Writers have editors, painters have always edited what they see with their brushes. The idea that a camera accurately captures what is seen by eye is an illusion. A camera doesn't selectively adapt exposure and sharpness as it scans the scene like the human eye and brain to. Part of making a photograph more like the in person viewing experience has always involved some form of manipulation in the form of lighting control or dodging / burning during the print making process.
A common practice in newspaper photos before Photoshop was to create a ghost mask to gray out a distracting background to make the foreground contrast more. Even in the '60s you had to be pretty naive to think the women in Playboy really looked like that in real life. Those before and after body building shots have been around for years. Before: flat footed and square to camera, gut distended, shoulders slouched. After: Oblique dynamic pose, gut sucked in, shoulders back, chest out. The only difference now is powering the airbrush with electrons instead of compressed air and most photographers don't know how to pose and light effectively. Want to make a subject look 10 years younger and 20 pounds lighter? Stand on a chair to take their photo. That forces them to look up which tightens and slims the neck and puts head over body foreshortening the torso. It also puts better light in the eyes, a trick Joseph Mehling who shot the photo of Hany Farid in the NYT article never learned.
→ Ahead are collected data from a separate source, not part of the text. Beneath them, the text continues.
//! Method descriptors, call options and terminal status.

use std::collections::BTreeMap;
use std::marker::PhantomData;
use std::time::Duration;

use serde::{Deserialize, Serialize};

use crate::codec::Message;
use crate::error::VoxError;

/// Request or trailing metadata.
pub type Metadata = BTreeMap<String, String>;

/// Status code constants carried in trailers.
pub mod status_code {
    pub const OK: u32 = 0;
    pub const CANCELLED: u32 = 1;
    pub const UNKNOWN: u32 = 2;
    pub const INVALID_ARGUMENT: u32 = 3;
    pub const DEADLINE_EXCEEDED: u32 = 4;
    pub const UNIMPLEMENTED: u32 = 12;
    pub const INTERNAL: u32 = 13;
    pub const UNAVAILABLE: u32 = 14;
}

/// Identifies a remote method and its input/output codec pair.
///
/// Declared as constants next to the message types:
///
/// ```
/// # use serde::{Deserialize, Serialize};
/// # use voxbridge::codec::Message;
/// # use voxbridge::transport::MethodDescriptor;
/// #[derive(Serialize, Deserialize)]
/// struct JoinRequest { channel: u64 }
/// impl Message for JoinRequest { const TYPE_KEY: &'static str = "voice.JoinRequest"; }
///
/// #[derive(Serialize, Deserialize)]
/// struct VoiceEvent { speaking: bool }
/// impl Message for VoiceEvent { const TYPE_KEY: &'static str = "voice.VoiceEvent"; }
///
/// const JOIN: MethodDescriptor<JoinRequest, VoiceEvent> = MethodDescriptor::new("voice.Voice/Join");
/// assert_eq!(JOIN.input_key(), "voice.JoinRequest");
/// ```
pub struct MethodDescriptor<I, O> {
    path: &'static str,
    _phantom: PhantomData<fn(I) -> O>,
}

impl<I: Message, O: Message> MethodDescriptor<I, O> {
    pub const fn new(path: &'static str) -> Self {
        Self {
            path,
            _phantom: PhantomData,
        }
    }

    pub fn path(&self) -> &'static str {
        self.path
    }

    pub fn input_key(&self) -> &'static str {
        I::TYPE_KEY
    }

    pub fn output_key(&self) -> &'static str {
        O::TYPE_KEY
    }
}

impl<I, O> Clone for MethodDescriptor<I, O> {
    fn clone(&self) -> Self {
        *self
    }
}

impl<I, O> Copy for MethodDescriptor<I, O> {}

impl<I, O> std::fmt::Debug for MethodDescriptor<I, O> {
    fn fmt(&self, f: &mut std::fmt::Formatter<'_>) -> std::fmt::Result {
        f.debug_struct("MethodDescriptor").field("path", &self.path).finish()
    }
}

/// Per-call options.
#[derive(Debug, Clone, Default)]
pub struct CallOptions {
    /// Deadline for the whole call, including the response stream.
    pub timeout: Option<Duration>,
    /// Request metadata sent in the request head.
    pub metadata: Metadata,
}

impl CallOptions {
    pub fn with_timeout(mut self, timeout: Duration) -> Self {
        self.timeout = Some(timeout);
        self
    }

    pub fn with_metadata(mut self, key: impl Into<String>, value: impl Into<String>) -> Self {
        self.metadata.insert(key.into(), value.into());
        self
    }
}

/// First frame of every request stream.
#[derive(Debug, Clone, PartialEq, Serialize, Deserialize)]
pub struct RequestHead {
    pub method: String,
    pub input_type: String,
    pub output_type: String,
    #[serde(default)]
    pub metadata: Metadata,
}

/// Terminal status of a call, sent as the trailer frame.
#[derive(Debug, Clone, PartialEq, Eq, Serialize, Deserialize)]
pub struct Status {
    pub code: u32,
    #[serde(default)]
    pub message: String,
    #[serde(default)]
    pub metadata: Metadata,
}

impl Status {
    pub fn ok() -> Self {
        Self::new(status_code::OK, "")
    }

    pub fn new(code: u32, message: impl Into<String>) -> Self {
        Self {
            code,
            message: message.into(),
            metadata: Metadata::new(),
        }
    }

    pub fn with_metadata(mut self, key: impl Into<String>, value: impl Into<String>) -> Self {
        self.metadata.insert(key.into(), value.into());
        self
    }

    pub fn is_ok(&self) -> bool {
        self.code == status_code::OK
    }
}

impl From<VoxError> for Status {
    fn from(err: VoxError) -> Self {
        let code = match &err {
            VoxError::MalformedPayload(_) | VoxError::UnknownCodec(_) => status_code::INVALID_ARGUMENT,
            VoxError::TransportUnavailable(_) | VoxError::Io(_) => status_code::UNAVAILABLE,
            VoxError::CallFailed { code, .. } => *code,
            _ => status_code::INTERNAL,
        };
        Status::new(code, err.to_string())
    }
}

#[cfg(test)]
mod tests {
    use super::*;

    #[derive(Serialize, Deserialize)]
    struct In;
    impl Message for In {
        const TYPE_KEY: &'static str = "test.In";
    }

    #[derive(Serialize, Deserialize)]
    struct Out;
    impl Message for Out {
        const TYPE_KEY: &'static str = "test.Out";
    }

    const METHOD: MethodDescriptor<In, Out> = MethodDescriptor::new("test.Svc/Run");

    #[test]
    fn test_descriptor_keys() {
        assert_eq!(METHOD.path(), "test.Svc/Run");
        assert_eq!(METHOD.input_key(), "test.In");
        assert_eq!(METHOD.output_key(), "test.Out");
    }

    #[test]
    fn test_call_options_builder() {
        let options = CallOptions::default()
            .with_timeout(Duration::from_secs(2))
            .with_metadata("authorization", "token");
        assert_eq!(options.timeout, Some(Duration::from_secs(2)));
        assert_eq!(options.metadata["authorization"], "token");
    }

    #[test]
    fn test_status_ok() {
        assert!(Status::ok().is_ok());
        assert!(!Status::new(status_code::INTERNAL, "boom").is_ok());
    }

    #[test]
    fn test_status_deserialize_minimal() {
        let status: Status = serde_json::from_str(r#"{"code":0}"#).unwrap();
        assert_eq!(status, Status::ok());
    }

    #[test]
    fn test_status_from_error() {
        let status = Status::from(VoxError::MalformedPayload("bad".into()));
        assert_eq!(status.code, status_code::INVALID_ARGUMENT);

        let status = Status::from(VoxError::CallFailed {
            code: status_code::UNIMPLEMENTED,
            message: "nope".into(),
        });
        assert_eq!(status.code, status_code::UNIMPLEMENTED);
    }
}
There are some forms of photography such as scientific, forensic and reproduction of artwork where modification is inappropriate and even lighting is tightly controlled to prevent it from biasing the impression the photograph creates. But even within those disciples there are modifications like sharpening required to overcome the limitations of the recording medium. Color reproduction accuracy is limited by fact the image is recorded in RGB and limited at output by the gamut of the device displaying or printing the facsimile reproduction. One of the reasons process control targets like the Kodak Q13 separation guide and gray scale or the MacBeth color checker are included in those types of photographs (or should be) is to allow fidelity of the reproduction process to be monitored.